Nubes en la memoria

Capítulo 8 - El hallazgo

El bosque no responde cuando le hablo.
Ni siquiera cuando intento gritar.

Mi garganta emite un sonido áspero, roto, como si no hubiera sido usada en mucho tiempo. El aire es pesado, húmedo, y se me queda pegado a la piel. No sé cuánto tiempo llevo aquí. El sol se filtra entre las ramas, pero no puedo decir si está saliendo o cayendo. Todo parece suspendido.

Sigo de pie, o al menos eso creo. Mis piernas tiemblan, pero no caigo. Mi cuerpo está rígido, ajeno, como si alguien más lo estuviera usando.

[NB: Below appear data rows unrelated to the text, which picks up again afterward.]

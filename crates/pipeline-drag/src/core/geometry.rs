//! Geometry primitives shared by the tracker and the router
//!
//! Points live in diagram-local space (the SVG user coordinate system) unless
//! noted otherwise. [`Metrics`] carries the fixed node size and routing margins.

use serde::{Deserialize, Serialize};
use std::fmt;
use std::ops::{Add, Sub};

/// A position in diagram-local space
#[derive(Debug, Clone, Copy, PartialEq, Default, Serialize, Deserialize)]
pub struct Point {
    pub x: f64,
    pub y: f64,
}

impl Point {
    pub const fn new(x: f64, y: f64) -> Self {
        Self { x, y }
    }
}

impl fmt::Display for Point {
    fn fmt(&self, f: &mut fmt::Formatter<'_>) -> fmt::Result {
        write!(f, "({}, {})", self.x, self.y)
    }
}

/// Difference between two points
#[derive(Debug, Clone, Copy, PartialEq, Default)]
pub struct Offset {
    pub dx: f64,
    pub dy: f64,
}

impl Offset {
    pub const fn new(dx: f64, dy: f64) -> Self {
        Self { dx, dy }
    }
}

impl Sub for Point {
    type Output = Offset;

    fn sub(self, rhs: Point) -> Offset {
        Offset::new(self.x - rhs.x, self.y - rhs.y)
    }
}

impl Add<Offset> for Point {
    type Output = Point;

    fn add(self, rhs: Offset) -> Point {
        Point::new(self.x + rhs.dx, self.y + rhs.dy)
    }
}

impl Sub<Offset> for Point {
    type Output = Point;

    fn sub(self, rhs: Offset) -> Point {
        Point::new(self.x - rhs.dx, self.y - rhs.dy)
    }
}

/// Screen-to-user transform of the rendering surface
///
/// Holds the 2×3 affine matrix `[a c e; b d f]` reported by the SVG element's
/// screen CTM. It must be re-read for every event because zooming or resizing
/// the view changes it.
#[derive(Debug, Clone, Copy, PartialEq)]
pub struct ScreenTransform {
    pub a: f64,
    pub b: f64,
    pub c: f64,
    pub d: f64,
    pub e: f64,
    pub f: f64,
}

impl Default for ScreenTransform {
    fn default() -> Self {
        Self::IDENTITY
    }
}

impl ScreenTransform {
    pub const IDENTITY: ScreenTransform = ScreenTransform {
        a: 1.0,
        b: 0.0,
        c: 0.0,
        d: 1.0,
        e: 0.0,
        f: 0.0,
    };

    pub const fn new(a: f64, b: f64, c: f64, d: f64, e: f64, f: f64) -> Self {
        Self { a, b, c, d, e, f }
    }

    /// Uniform scale followed by a translation
    pub const fn scale_translate(scale: f64, tx: f64, ty: f64) -> Self {
        Self::new(scale, 0.0, 0.0, scale, tx, ty)
    }

    fn determinant(&self) -> f64 {
        self.a * self.d - self.b * self.c
    }

    /// Map a client (screen) position into diagram-local space
    ///
    /// Returns `None` when the matrix is singular.
    pub fn to_local(&self, client_x: f64, client_y: f64) -> Option<Point> {
        let det = self.determinant();
        if det == 0.0 || !det.is_finite() {
            return None;
        }
        let (px, py) = (client_x - self.e, client_y - self.f);
        Some(Point::new(
            (self.d * px - self.c * py) / det,
            (self.a * py - self.b * px) / det,
        ))
    }
}

/// Node size and routing margins
///
/// Nodes do not store their own size; every node shares these constants.
#[derive(Debug, Clone, Copy, PartialEq, Serialize, Deserialize)]
#[serde(default)]
pub struct Metrics {
    /// Node width (`W`)
    pub width: f64,
    /// Node height (`H`)
    pub height: f64,
    /// Gap between a routing waypoint and the target edge (`M`)
    pub margin: f64,
    /// Distance from the arrow glyph anchor to its tip along the approach axis
    pub arrow_tip: f64,
    /// Distance from the arrow glyph anchor to its centre line
    pub arrow_half_width: f64,
}

impl Default for Metrics {
    fn default() -> Self {
        Self {
            width: 300.0,
            height: 100.0,
            margin: 30.0,
            arrow_tip: 21.0,
            arrow_half_width: 12.0,
        }
    }
}

impl Metrics {
    /// Half the node width
    pub fn half_width(&self) -> f64 {
        self.width / 2.0
    }

    /// Vertical centre offset (`C`)
    pub fn center_offset(&self) -> f64 {
        self.height / 2.0
    }
}

/// Format a coordinate the way it is written back into SVG attributes
///
/// Whole numbers are written without a fractional part (`350`, not `350.0`).
pub fn format_coord(value: f64) -> String {
    if value == 0.0 {
        // Collapse negative zero
        return "0".to_string();
    }
    format!("{}", value)
}

/// Parse an SVG coordinate attribute
///
/// Accepts a trailing `px` unit, which some authoring tools emit.
pub fn parse_coord(value: &str) -> Option<f64> {
    let trimmed = value.trim();
    let number = trimmed.strip_suffix("px").unwrap_or(trimmed);
    number.parse::<f64>().ok().filter(|v| v.is_finite())
}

Frente a mí, los árboles se repiten, idénticos, interminables. Siento que si doy un paso más, desapareceré entre ellos.

—Lauren… —murmuro, sin saber por qué.

El nombre pesa. Siempre pesa.

Algo cruje a lo lejos. Al principio pienso que es mi imaginación, otro truco de mi mente cansada, pero el sonido vuelve a repetirse. Voces. No las distingo bien, llegan fragmentadas, como si estuviera bajo el agua.

—…por aquí…
—…no contesta…
—…llamé toda la tarde…

Mi cabeza late con fuerza. Me llevo una mano a la sien y siento el vendaje húmedo. No recuerdo haberme lastimado ahí.

Las voces se acercan.

Una silueta emerge entre la niebla. Luego otra. Me esfuerzo por enfocar, pero mis ojos no obedecen. Veo colores oscuros, movimiento, figuras humanas que no deberían estar aquí.

—Megan.

Alguien dice mi nombre. Lo pronuncia con cuidado, como si pudiera romperme.

Intento responder. Siento los labios secos, partidos. El ramo de flores sigue en mi mano. No recuerdo cuándo lo traje conmigo. Los lirios están marchitos, algunos pétalos manchan mis dedos con un color pálido.

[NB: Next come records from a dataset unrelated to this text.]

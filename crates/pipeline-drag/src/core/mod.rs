//! Core building blocks shared by every component
//!
//! Geometry primitives, configuration, the crate error type and logging setup.

mod config;
mod error;
mod geometry;
pub mod logging;

pub use config::*;
pub use error::*;
pub use geometry::*;
pub use logging::*;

—Dios… —susurra una voz femenina—. Está aquí.

Me mareo. El mundo me da vueltas.

—No la toquen de golpe —dice otra voz, más firme—. Megan, ¿me escuchas?

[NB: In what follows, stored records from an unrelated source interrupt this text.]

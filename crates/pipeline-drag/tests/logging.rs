//! Tests for logging functionality
//!
//! These tests verify that logging initialization works correctly
//! with different configurations.

mod common;

use common::{A, CHAIN};
use pipeline_drag::core::logging::{init_logging, LogFormat, LOG_FORMAT_ENV, LOG_LEVEL_ENV};
use pipeline_drag::prelude::*;
use std::str::FromStr;

#[test]
fn test_log_format_parsing() {
    assert_eq!(LogFormat::from_str("compact").unwrap(), LogFormat::Compact);
    assert_eq!(LogFormat::from_str("pretty").unwrap(), LogFormat::Pretty);
    assert_eq!(LogFormat::from_str("json").unwrap(), LogFormat::Json);
    assert_eq!(LogFormat::from_str("JSON").unwrap(), LogFormat::Json);
    assert!(LogFormat::from_str("invalid").is_err());
}

#[test]
fn test_log_format_variants() {
    let variants = LogFormat::variants();
    assert!(variants.contains(&"compact"));
    assert!(variants.contains(&"pretty"));
    assert!(variants.contains(&"json"));
}

#[test]
fn test_env_variable_names() {
    assert_eq!(LOG_LEVEL_ENV, "PIPELINE_DRAG_LOG_LEVEL");
    assert_eq!(LOG_FORMAT_ENV, "PIPELINE_DRAG_LOG_FORMAT");
}

#[test]
fn test_init_logging_with_levels() {
    // Only the first call can install the global subscriber; the rest must
    // fail gracefully rather than panic
    let _ = init_logging(Some("trace"), Some("compact"));
    let _ = init_logging(Some("debug"), Some("compact"));
    let _ = init_logging(Some("pipeline_drag=debug,warn"), Some("compact"));
    let _ = init_logging(Some("off"), Some("compact"));
}

#[test]
fn test_init_logging_with_formats() {
    let _ = init_logging(Some("info"), Some("compact"));
    let _ = init_logging(Some("info"), Some("pretty"));
    let _ = init_logging(Some("info"), Some("json"));
}

#[test]
fn test_init_logging_invalid_format() {
    let result = init_logging(Some("info"), Some("invalid_format"));
    assert!(result.is_err());
}

#[test]
fn test_session_runs_with_logging_enabled() {
    let _ = init_logging(Some("trace"), Some("compact"));

    let markup = CHAIN.replace(
        "</svg>",
        r#"<line id="post_rect_0_0_pre_ghost-SegmentA"/><line id="post_rect_0_0_pre_ghost-SegmentB"/></svg>"#,
    );
    let mut controller = pipeline_drag::controller(&markup, "ci.svg").unwrap();
    controller.pointer_down(A, PointerSample::at(10.0, 10.0));
    controller.pointer_move(PointerSample::at(50.0, 90.0));
    assert!(matches!(controller.pointer_up(), EventOutcome::Committed(_)));
}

Asiento apenas. O creo que lo hago.

Alguien se acerca más. Puedo oler su perfume, algo dulce, conocido. Me tranquiliza y me inquieta al mismo tiempo.

—Te estuvimos llamando —dice—. No contestabas. Pensé que… —su voz se quiebra—. Pensé lo peor.

Miranda.

Intento decirle que lo siento, que solo necesitaba aire, pero las palabras no salen. En su lugar, una risa breve se me escapa sin permiso. No es mía. No puede serlo.

Ella retrocede un paso.

—Está en shock —dice alguien detrás—. Llamen a emergencias.

Siento manos sujetándome los brazos. No me resisto. No tengo fuerzas. El suelo parece alejarse cuando me sientan, o tal vez soy yo la que se hunde.

—No… —susurro al fin—. No fue así.

—Tranquila —responde Miranda—. Ya pasó. Estás a salvo.

¿A salvo?

Cierro los ojos. Una imagen se impone con violencia: paredes blancas, olor a desinfectante, una ventana alta. Un jarrón marrón con lirios frescos.

Abro los ojos de golpe.

—No —repito, más fuerte—. No me dejen aquí.

Las voces se aceleran. Alguien habla por teléfono. Alguien más me cubre con una chaqueta. Siento el roce de la tela y el peso del cansancio cayendo sobre mí de golpe.

Antes de perder la noción del tiempo, distingo una figura al borde del claro. No se acerca. Solo observa.

Alta. Inmóvil.

No puedo verle el rostro, pero siento su mirada clavada en mí, analítica, paciente.

Como si esto fuera exactamente lo que estaba esperando.